Task brief: I would like every entry below written out exactly.
[Input data]
fn read_response<R: Read + ?Sized>(
    stream: &mut R,
    method: HttpMethod,
    max_body_bytes: usize,
) -> HopResult<HttpResponse> {
    let mut buffer = Vec::new();
    let mut chunk = [0_u8; 4096];
    let header_end = loop {
        if let Some(end) = find_header_end(&buffer) {
            break end;
        }

        let read = stream.read(&mut chunk).map_err(|error| {
            HopError::new(
                "net.http.read_head_failed",
                format!("failed while reading HTTP response head: {error}"),
            )
        })?;
        if read == 0 {
            return Err(HopError::new(
                "net.http.unexpected_eof",
                "unexpected EOF before response head completed",
            ));
        }

        buffer.extend_from_slice(&chunk[..read]);
        if buffer.len() > MAX_RESPONSE_HEAD_BYTES {
            return Err(HopError::new(
                "net.http.head_too_large",
                format!("HTTP response head exceeds {MAX_RESPONSE_HEAD_BYTES} bytes"),
            ));
        }
    };

    let head_text = std::str::from_utf8(&buffer[..header_end]).map_err(|error| {
        HopError::new(
            "net.http.head_invalid_utf8",
            format!("HTTP response head is not valid UTF-8 text: {error}"),
        )
    })?;

    let mut lines = head_text.split("\r\n");
    let (version, status) = parse_status_line(lines.next().unwrap_or_default())?;
    let mut headers = Vec::new();
    for line in lines.filter(|line| !line.is_empty()) {
        let (name, value) = line.split_once(':').ok_or_else(|| {
            HopError::new(
                "net.http.header_invalid",
                format!("invalid HTTP header line `{line}`"),
            )
        })?;
        headers.push(Header::new(name.trim(), value.trim())?);
    }

    let prefetched = buffer[header_end..].to_vec();
    let body = if method == HttpMethod::Head || status.disallows_body() {
        Vec::new()
    } else {
        let raw = read_body(stream, &headers, prefetched, max_body_bytes)?;
        decode_content_encoding(&headers, raw, max_body_bytes)?
    };

    Ok(HttpResponse {
        version,
        status,
        headers,
        body,
    })
}

fn read_body<R: Read + ?Sized>(
    stream: &mut R,
    headers: &[Header],
    prefetched: Vec<u8>,
    max_body_bytes: usize,
) -> HopResult<Vec<u8>> {
    if let Some(encoding) = find_header(headers, "transfer-encoding") {
        if !header_contains(headers, "transfer-encoding", "chunked") {
            return Err(HopError::new(
                "net.http.transfer_encoding_unsupported",
                format!("unsupported transfer encoding `{encoding}`"),
            ));
        }
        return read_chunked_body(stream, prefetched, max_body_bytes);
    }

    let mut body = prefetched;
    match parse_content_length(headers)? {
        Some(length) if length > max_body_bytes => {
            return Err(body_too_large(max_body_bytes));
        }
        Some(length) if body.len() >= length => body.truncate(length),
        Some(length) => {
            let start = body.len();
            body.resize(length, 0);
            stream.read_exact(&mut body[start..]).map_err(|error| {
                HopError::new(
                    "net.http.read_body_failed",
                    format!("failed to read HTTP body bytes: {error}"),
                )
            })?;
        }
        None => {
            let remaining = (max_body_bytes + 1).saturating_sub(body.len());
            stream
                .take(u64::try_from(remaining).unwrap_or(u64::MAX))
                .read_to_end(&mut body)
                .map_err(|error| {
                    HopError::new(
                        "net.http.read_body_failed",
                        format!("failed while draining connection-close response body: {error}"),
                    )
                })?;
            if body.len() > max_body_bytes {
                return Err(body_too_large(max_body_bytes));
            }
        }
    }

    Ok(body)
}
[/Input data]
Exercise solution:
fn read_response<R: Read + ?Sized>(
    stream: &mut R,
    method: HttpMethod,
    max_body_bytes: usize,
) -> HopResult<HttpResponse> {
    let mut buffer = Vec::new();
    let mut chunk = [0_u8; 4096];
    let header_end = loop {
        if let Some(end) = find_header_end(&buffer) {
            break end;
        }

        let read = stream.read(&mut chunk).map_err(|error| {
            HopError::new(
                "net.http.read_head_failed",
                format!("failed while reading HTTP response head: {error}"),
            )
        })?;
        if read == 0 {
            return Err(HopError::new(
                "net.http.unexpected_eof",
                "unexpected EOF before response head completed",
            ));
        }

        buffer.extend_from_slice(&chunk[..read]);
        if buffer.len() > MAX_RESPONSE_HEAD_BYTES {
            return Err(HopError::new(
                "net.http.head_too_large",
                format!("HTTP response head exceeds {MAX_RESPONSE_HEAD_BYTES} bytes"),
            ));
        }
    };

    let head_text = std::str::from_utf8(&buffer[..header_end]).map_err(|error| {
        HopError::new(
            "net.http.head_invalid_utf8",
            format!("HTTP response head is not valid UTF-8 text: {error}"),
        )
    })?;

    let mut lines = head_text.split("\r\n");
    let (version, status) = parse_status_line(lines.next().unwrap_or_default())?;
    let mut headers = Vec::new();
    for line in lines.filter(|line| !line.is_empty()) {
        let (name, value) = line.split_once(':').ok_or_else(|| {
            HopError::new(
                "net.http.header_invalid",
                format!("invalid HTTP header line `{line}`"),
            )
        })?;
        headers.push(Header::new(name.trim(), value.trim())?);
    }

    let prefetched = buffer[header_end..].to_vec();
    let body = if method == HttpMethod::Head || status.disallows_body() {
        Vec::new()
    } else {
        let raw = read_body(stream, &headers, prefetched, max_body_bytes)?;
        decode_content_encoding(&headers, raw, max_body_bytes)?
    };

    Ok(HttpResponse {
        version,
        status,
        headers,
        body,
    })
}

fn read_body<R: Read + ?Sized>(
    stream: &mut R,
    headers: &[Header],
    prefetched: Vec<u8>,
    max_body_bytes: usize,
) -> HopResult<Vec<u8>> {
    if let Some(encoding) = find_header(headers, "transfer-encoding") {
        if !header_contains(headers, "transfer-encoding", "chunked") {
            return Err(HopError::new(
                "net.http.transfer_encoding_unsupported",
                format!("unsupported transfer encoding `{encoding}`"),
            ));
        }
        return read_chunked_body(stream, prefetched, max_body_bytes);
    }

    let mut body = prefetched;
    match parse_content_length(headers)? {
        Some(length) if length > max_body_bytes => {
            return Err(body_too_large(max_body_bytes));
        }
        Some(length) if body.len() >= length => body.truncate(length),
        Some(length) => {
            let start = body.len();
            body.resize(length, 0);
            stream.read_exact(&mut body[start..]).map_err(|error| {
                HopError::new(
                    "net.http.read_body_failed",
                    format!("failed to read HTTP body bytes: {error}"),
                )
            })?;
        }
        None => {
            let remaining = (max_body_bytes + 1).saturating_sub(body.len());
            stream
                .take(u64::try_from(remaining).unwrap_or(u64::MAX))
                .read_to_end(&mut body)
                .map_err(|error| {
                    HopError::new(
                        "net.http.read_body_failed",
                        format!("failed while draining connection-close response body: {error}"),
                    )
                })?;
            if body.len() > max_body_bytes {
                return Err(body_too_large(max_body_bytes));
            }
        }
    }

    Ok(body)
}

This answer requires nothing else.